Now, researchers at Hewlett-Packard including the memristor’s discoverer Stan Williams, have analysed the devices using X-rays and tracked how heat builds up in them as current passes through. … The passage of current caused heat deposition, such that the titanium dioxide surrounding the conducting channel actually changed its structure to a non-conducting state.

The research was reported in the journal Nanotechnology [abstract, PDF download available], and examines the chemical, structural, and thermal characteristics of the device as its electrical state changes.

Dr. Williams told the BBC that this information would be of great importance in developing memristor technology.

The detailed knowledge of the nanometre-scale structure of memristors and precisely where heat is deposited will help to inform future engineering efforts, said Dr Williams.

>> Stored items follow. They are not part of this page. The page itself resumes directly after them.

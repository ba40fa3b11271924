//! Application module: the presentation model used by the TUI and runtime.
//!
//! `App` holds view state, `Intent` is the write side of the presentation
//! contract and `PlayerSnapshot` the read side.

mod keys;
mod model;

pub use keys::intent_for_key;
pub use model::*;
// SPDX-FileCopyrightText: 2026 Stanislaw Grams <stanislawgrams@gmail.com>
//
// SPDX-License-Identifier: BSD-2-Clause

//! Rolling signal history kept for consumers that attach mid-stream.

use std::collections::VecDeque;
use std::sync::{Mutex, OnceLock};

use batc_core::wire::CHANNELS;
use batc_core::{Spectrum, WaveBlock};

/// Retained filtered samples per channel.
const WAVE_HISTORY_POINTS: usize = 1000;

fn wave_history() -> &'static Mutex<[VecDeque<f64>; CHANNELS]> {
    static HISTORY: OnceLock<Mutex<[VecDeque<f64>; CHANNELS]>> = OnceLock::new();
    HISTORY.get_or_init(|| Mutex::new([VecDeque::new(), VecDeque::new()]))
}

fn latest_spectrum() -> &'static Mutex<Option<Spectrum>> {
    static LATEST: OnceLock<Mutex<Option<Spectrum>>> = OnceLock::new();
    LATEST.get_or_init(|| Mutex::new(None))
}

fn prune_wave_history(history: &mut VecDeque<f64>) {
    while history.len() > WAVE_HISTORY_POINTS {
        history.pop_front();
    }
}

pub fn record_wave_block(block: &WaveBlock) {
    let mut history = wave_history().lock().expect("wave history mutex poisoned");
    for (channel, samples) in history.iter_mut().zip(block.channels.iter()) {
        channel.extend(samples.iter().copied());
        prune_wave_history(channel);
    }
}

pub fn snapshot_wave_history() -> [Vec<f64>; CHANNELS] {
    let history = wave_history().lock().expect("wave history mutex poisoned");
    [
        history[0].iter().copied().collect(),
        history[1].iter().copied().collect(),
    ]
}

pub fn record_spectrum(spectrum: &Spectrum) {
    let mut latest = latest_spectrum()
        .lock()
        .expect("spectrum history mutex poisoned");
    *latest = Some(spectrum.clone());
}

pub fn snapshot_spectrum() -> Option<Spectrum> {
    latest_spectrum()
        .lock()
        .expect("spectrum history mutex poisoned")
        .clone()
}

pub fn clear_signal_history() {
    let mut history = wave_history().lock().expect("wave history mutex poisoned");
    for channel in history.iter_mut() {
        channel.clear();
    }
    drop(history);

    let mut latest = latest_spectrum()
        .lock()
        .expect("spectrum history mutex poisoned");
    *latest = None;
}

/// Serializes tests that touch the process-global history.
#[cfg(test)]
pub(crate) fn history_test_guard() -> &'static Mutex<()> {
    static GUARD: OnceLock<Mutex<()>> = OnceLock::new();
    GUARD.get_or_init(|| Mutex::new(()))
}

He contrasted this with Thomas Edison’s development of the incandescent light bulb, which was characterized by a series of trial and error experiments.   The technology is still very new — memristors were first predicted theoretically in the 1970s, with the first prototype device being built at HP in 2008 — but it has the potential to produce some further amazing gains in electronics’ performance.


Better BIOS Security

May 19, 2011

An article at the Science Daily site reports that the National Institute of Science and Technology has issued a new report on guidelines for achieving better security in the PC BIOS, the initial firmware executed when the PC begins its boot sequence.  (I have talked a bit about what the BIOS does here.)  The report, BIOS Protection Guidelines  [NIST SP 800-147] [PDF], presents and discusses a set of guidelines for getting a secure BIOS implementation.  The key points are:

  1. An approved BIOS Update mechanism.  All updates to the BIOS code must be via an authenticated update mechanism, or a physically-secure local update mechanism.
  2. BIOS updates should be signed using a secure cryptographic protocol.
  3. An optional provision may be made for a physically secure local update mechanism, for emergency use.
  4. The BIOS code stored in the machine’s non-volatile memory should be protected against modification or corruption.
  5. It should not be possible to bypass any of the protection mechanisms.

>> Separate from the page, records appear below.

// SPDX-FileCopyrightText: 2026 Stanislaw Grams <stanislawgrams@gmail.com>
//
// SPDX-License-Identifier: BSD-2-Clause

use super::{
    CHANNELS, FRAME_HEAD, FRAME_LEN, FRAME_TAIL, POINTS_PER_FRAME, SAMPLES_LEN, SAMPLES_OFFSET,
    SAMPLE_BYTES, VOLTS_PER_COUNT,
};

/// Decoded samples of one frame, channel-major, in volts.
pub type SampleGrid = [[f64; POINTS_PER_FRAME]; CHANNELS];

const FULL_SCALE: i32 = 1 << 23;

/// Sign-extend a 24-bit two's-complement count.
fn sign_extend_24(raw: u32) -> i32 {
    if raw >= FULL_SCALE as u32 {
        raw as i32 - (1 << 24)
    } else {
        raw as i32
    }
}

/// Decode the sample region of a complete, marker-checked frame.
pub fn decode_frame(frame: &[u8; FRAME_LEN]) -> SampleGrid {
    decode_samples(&frame[SAMPLES_OFFSET..SAMPLES_OFFSET + SAMPLES_LEN])
}

/// Decode a channel-major block of 3-byte sample fields into volts.
///
/// The device transmits each field most-significant byte last, so the raw
/// bytes are reassembled in reverse order (a little-endian read). A block
/// that is not a whole number of channels decodes to zeros; malformed data
/// must not take the stream down.
pub fn decode_samples(block: &[u8]) -> SampleGrid {
    let mut grid = [[0.0; POINTS_PER_FRAME]; CHANNELS];
    if block.len() != SAMPLES_LEN {
        return grid;
    }

    let stride = POINTS_PER_FRAME * SAMPLE_BYTES;
    for (ch, row) in grid.iter_mut().enumerate() {
        for (pt, out) in row.iter_mut().enumerate() {
            let at = ch * stride + pt * SAMPLE_BYTES;
            let raw = u32::from(block[at])
                | u32::from(block[at + 1]) << 8
                | u32::from(block[at + 2]) << 16;
            *out = f64::from(sign_extend_24(raw)) * VOLTS_PER_COUNT;
        }
    }
    grid
}

/// Build a complete frame around a sample grid. Inverse of [`decode_frame`];
/// header and reserved bytes are zeroed, out-of-range samples clamp to the
/// 24-bit limits.
pub fn encode_frame(grid: &SampleGrid) -> [u8; FRAME_LEN] {
    let mut frame = [0u8; FRAME_LEN];
    frame[..2].copy_from_slice(&FRAME_HEAD);
    frame[FRAME_LEN - 2..].copy_from_slice(&FRAME_TAIL);

    let stride = POINTS_PER_FRAME * SAMPLE_BYTES;
    for (ch, row) in grid.iter().enumerate() {
        for (pt, &volts) in row.iter().enumerate() {
            let counts = (volts / VOLTS_PER_COUNT).round() as i64;
            let counts = counts.clamp(-(FULL_SCALE as i64), FULL_SCALE as i64 - 1) as i32;
            let raw = counts as u32 & 0xFF_FFFF;

            let at = SAMPLES_OFFSET + ch * stride + pt * SAMPLE_BYTES;
            frame[at] = (raw & 0xFF) as u8;
            frame[at + 1] = (raw >> 8 & 0xFF) as u8;
            frame[at + 2] = (raw >> 16 & 0xFF) as u8;
        }
    }
    frame
}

This is a new area of security attention for the NIST, and a welcome one.  I have often smiled to myself when examining  purportedly secure PC workstations, which in too many cases have access to the BIOS settings (often called “Setup”, or something similar) completely unprotected, even though modern BIOS installations generally provide at least password protection.   If an attacker can access the Setup routine, he can typically boot from a device of choice (such as a USB flash drive or a CD-ROM).  If he can then go further, and modify the BIOS code, he can give himself a wide menu of malicious possibilities.

Without appropriate protections, attackers could disable systems or hide malicious software by modifying the BIOS. This guide is focused on reducing the risk of unauthorized changes to the BIOS.

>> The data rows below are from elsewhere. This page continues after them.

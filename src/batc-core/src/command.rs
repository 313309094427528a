// SPDX-FileCopyrightText: 2026 Stanislaw Grams <stanislawgrams@gmail.com>
//
// SPDX-License-Identifier: BSD-2-Clause

//! Control commands understood by the sensor.
//!
//! Commands are short fixed frames: a 0x55 marker, an opcode, a payload
//! length, the payload, and a 0xAA terminator. Starting a stream sends the
//! current wall-clock time so the device can stamp its recording session.

use chrono::{Datelike, NaiveDateTime, Timelike};

/// Length of the start command on the wire.
pub const START_COMMAND_LEN: usize = 10;

/// Stop-transmission command.
pub const STOP_COMMAND: [u8; 4] = [CMD_MARKER, OP_STOP, 0x00, CMD_TERMINATOR];

/// Build the start-transmission command for the given timestamp.
///
/// The payload carries year (since 2000), month, day, hour, minute and
/// second as single bytes.
pub fn start_command(ts: NaiveDateTime) -> [u8; START_COMMAND_LEN] {
    [
        CMD_MARKER,
        OP_START,
        START_PAYLOAD_LEN,
        (ts.year() - 2000) as u8,
        ts.month() as u8,
        ts.day() as u8,
        ts.hour() as u8,
        ts.minute() as u8,
        ts.second() as u8,
        CMD_TERMINATOR,
    ]
}

const CMD_MARKER: u8 = 0x55;
const CMD_TERMINATOR: u8 = 0xAA;
const OP_START: u8 = 0x03;
const OP_STOP: u8 = 0x02;
const START_PAYLOAD_LEN: u8 = 0x06;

As Ken Thompson pointed out in his 1984 Turing Award lecture, Reflections on Trusting Trust, malicious code at this level can be very difficult to find.

In demonstrating the possibility of this kind of attack, I picked on the C compiler. I could have picked on any program-handling program such as an assembler, a loader, or even hardware microcode. As the level of program gets lower, these bugs will be harder and harder to detect. A well installed microcode bug will be almost impossible to detect.

The report is timely, because many manufacturers are at the point of using new BIOS implementations, including those using the new Unified Extensible Firmware Interface [UEFI] specification.

The NIST report also makes suggestions for system management practices to complement improved BIOS security.

The publication also suggests management best practices that are tightly coupled with the security guidelines for manufacturers. These practices will help computer administrators take advantage of the BIOS protection features as they become available.

It also contains a very good summary of how the boot process works, both for conventional and UEFI implementations.